Busto, al Liceo dello spettacolo concerto in diretta mondiale

BUSTO ARSIZIO «È stata un’esperienza fantastica, perché la musica ci ha avvicinato alle persone più lontane»: sono cariche di emozione le parole di Ylenia Lombardo, che con i suoi compagni del Liceo dello spettacolo ha cantato ieri nel coro più grande del pianeta. A mezzogiorno spaccato, gli studenti della scuola bustocca hanno intonato all’unisono lo stesso brano con altre 115mila voci sparse in 43 Paesi del mondo, sotto la guida di un solo maestro: lo scienziato e musicista Ervin Laszlo, che ha diretto in collegamento video l’esecuzione dello spartito composto per l’occasione da Anna Bacchia, responsabile dell’associazione Vocal Sound, promotrice del progetto “Inin 2012”.

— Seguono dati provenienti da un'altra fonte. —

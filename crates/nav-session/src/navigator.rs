//! `Navigator` — all mutable state of one navigation session.
//!
//! # Event pipeline
//!
//! ```text
//! fix / snap result ─► PositionTracker ─► split plan ─► RouteProgress
//!                                                          │
//!                        RecalculationCoordinator ◄────────┤ deviation, speed
//!                        ArrivalDetector          ◄────────┘ remaining
//! route result ─► coordinator.resolve ─► install plan | keep plan
//! ```
//!
//! The navigator performs no I/O.  Every handler returns the [`Effect`]s the
//! owner must carry out (network calls, persistence); their outcomes come
//! back as further events.  Observer hooks are called inline, in event order.
//!
//! All handlers are no-ops after [`finish`][Navigator::finish], which is how
//! results that arrive after the session ended are discarded.

use std::sync::Arc;

use log::{debug, info, warn};

use nav_core::{AvoidSet, GeoPoint, NavConfig, PlanRevision, RequestId, RoutingProfile, Timestamp};
use nav_route::{
    ArrivalDetector, ArrivalSummary, DirectionsError, Ingested, LocationFix, PlanSnapshot,
    PositionTracker, RoutePlan, RouteProgress, RouteState, SnapError, SnapRequest,
    TrackedPosition, fuel,
};

use crate::{
    PlanSource, RecalcPhase, RecalcReason, RecalculationCoordinator, RecalculationRequest,
    Resolution, SessionObserver, Trip,
};

// ── Effects ───────────────────────────────────────────────────────────────────

/// Work the navigator asks its owner to perform.
#[derive(Debug, Clone, PartialEq)]
pub enum Effect {
    /// Call the road-snap collaborator; report via `on_snap_resolved`.
    SnapRoad(SnapRequest),
    /// Call the directions collaborator; report via `on_route_resolved`.
    ComputeRoute(RecalculationRequest),
    /// Save the snapshot to the plan store.
    PersistPlan(PlanSnapshot),
    /// Read the plan store; report via `on_plan_loaded`.
    LoadPlan,
}
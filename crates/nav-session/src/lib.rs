//! `nav-session` — off-route detection, recalculation, and the session actor.
//!
//! # Crate layout
//!
//! | Module        | Contents                                                        |
//! |---------------|-----------------------------------------------------------------|
//! | [`recalc`]    | `RecalculationCoordinator`, `Trip`, `RecalculationRequest`      |
//! | [`navigator`] | `Navigator` — sans-IO session state, returns `Effect`s          |
//! | [`session`]   | `Session` actor (tokio task) and `SessionHandle`                |
//! | [`builder`]   | `SessionBuilder`                                                |
//! | [`observer`]  | `SessionObserver` callbacks, `NoopObserver`                     |
//! | [`store`]     | `PlanStore` persistence port                                    |
//! | [`error`]     | `SessionError`, `SessionResult<T>`                              |
//!
//! # Concurrency model
//!
//! A session is a single tokio task owning all mutable state.  Location
//! fixes, collaborator results, preference changes and timer ticks are
//! messages on one channel and are applied strictly in arrival order, so
//! nothing is shared and nothing is locked.  At most one route computation
//! and one road-snap are in flight per session.
//!
//! # Quick-start
//!
//! ```rust,ignore
//! use nav_core::{GeoPoint, NavConfig};
//! use nav_session::{NoopObserver, SessionBuilder, Trip};
//!
//! let trip = Trip::new(GeoPoint::new(-88.04, 30.69));
//! let (handle, task) = SessionBuilder::new(NavConfig::default(), trip, directions)
//!     .spawn(NoopObserver)?;
//! handle.push_fix(fix)?;
//! handle.finish()?;
//! task.await?;
//! ```

pub mod builder;
pub mod error;
pub mod navigator;
pub mod observer;
pub mod recalc;
pub mod session;
pub mod store;

#[cfg(test)]
mod tests;

pub use builder::SessionBuilder;
pub use error::{SessionError, SessionResult};
pub use navigator::{Effect, Navigator, Preferences};
pub use observer::{NoopObserver, PlanSource, SessionObserver};
pub use recalc::{
    RecalcPhase, RecalcReason, RecalculationCoordinator, RecalculationRequest, Resolution, Trip,
};
pub use session::{Session, SessionHandle};
pub use store::{PlanStore, StoreFailure};
//! Offline directions provider for replays.
//!
//! Routes are straight lines through the requested waypoints with one step
//! per waypoint, timed at a fixed cruising speed.  Good enough to exercise
//! tracking, re-routing and arrival without network access.

use async_trait::async_trait;

use nav_core::GeoPoint;
use nav_core::units::kmh_to_mps;
use nav_route::{Congestion, DirectionsClient, DirectionsError, RoutePlan, RouteRequest, Step};

pub struct StraightLineDirections {
    pub cruise_kmh: f64,
}

#[async_trait]
impl DirectionsClient for StraightLineDirections {
    async fn compute_route(&self, request: &RouteRequest) -> Result<RoutePlan, DirectionsError> {
        let waypoints = request.waypoints();
        let speed = kmh_to_mps(self.cruise_kmh);

        let mut steps = Vec::with_capacity(waypoints.len());
        for (i, pair) in waypoints.windows(2).enumerate() {
            let (from, to): (GeoPoint, GeoPoint) = (pair[0], pair[1]);
            let leg_m = from.distance_m(to);
            steps.push(Step {
                location:      from,
                instruction:   format!("Head to waypoint {}", i + 1),
                bearing_after: from.bearing_to(to),
                distance_m:    leg_m,
                duration_s:    leg_m / speed,
                road_name:     format!("Leg {}", i + 1),
            });
        }
        steps.push(Step {
            location:      request.destination,
            instruction:   "You have arrived".into(),
            bearing_after: 0.0,
            distance_m:    0.0,
            duration_s:    0.0,
            road_name:     String::new(),
        });

        // Alternate severities so the overlay has something to show.
        let congestion = (0..waypoints.len() - 1)
            .map(|i| if i % 2 == 0 { Congestion::Low } else { Congestion::Moderate })
            .collect();

        RoutePlan::new(waypoints, steps, congestion, f64::NAN, f64::NAN)
            .map_err(|e| DirectionsError::NoRouteFound(e.to_string()))
    }
}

Progetto cui si sono dedicati con passione anche i liceali dell’istituto “Olga Fiorini”: «La musica annulla ogni distanza», osserva Flavio Borchetta, mentre Francesca Salmieri è entusiasta al pensiero che «persone di diverse culture abbiano compiuto in contemporanea lo stesso gesto». Nicole Rigamonti e Federica Chisari sottolineano «la grande organizzazione che sta dietro l’evento: in Italia era mezzogiorno, altrove c’è chi si è alzato nel cuore della notte».

Per preparare il concerto sono infatti serviti mesi di lavoro, come conferma Marilena Anzini, l’insegnante che ha seguito i ragazzi e che a luglio si è esibita nel coro pilota, cui è toccato provare il brano, con la direzione di Roberta Mangiacavalli e la registrazione di Giorgio Andreoli.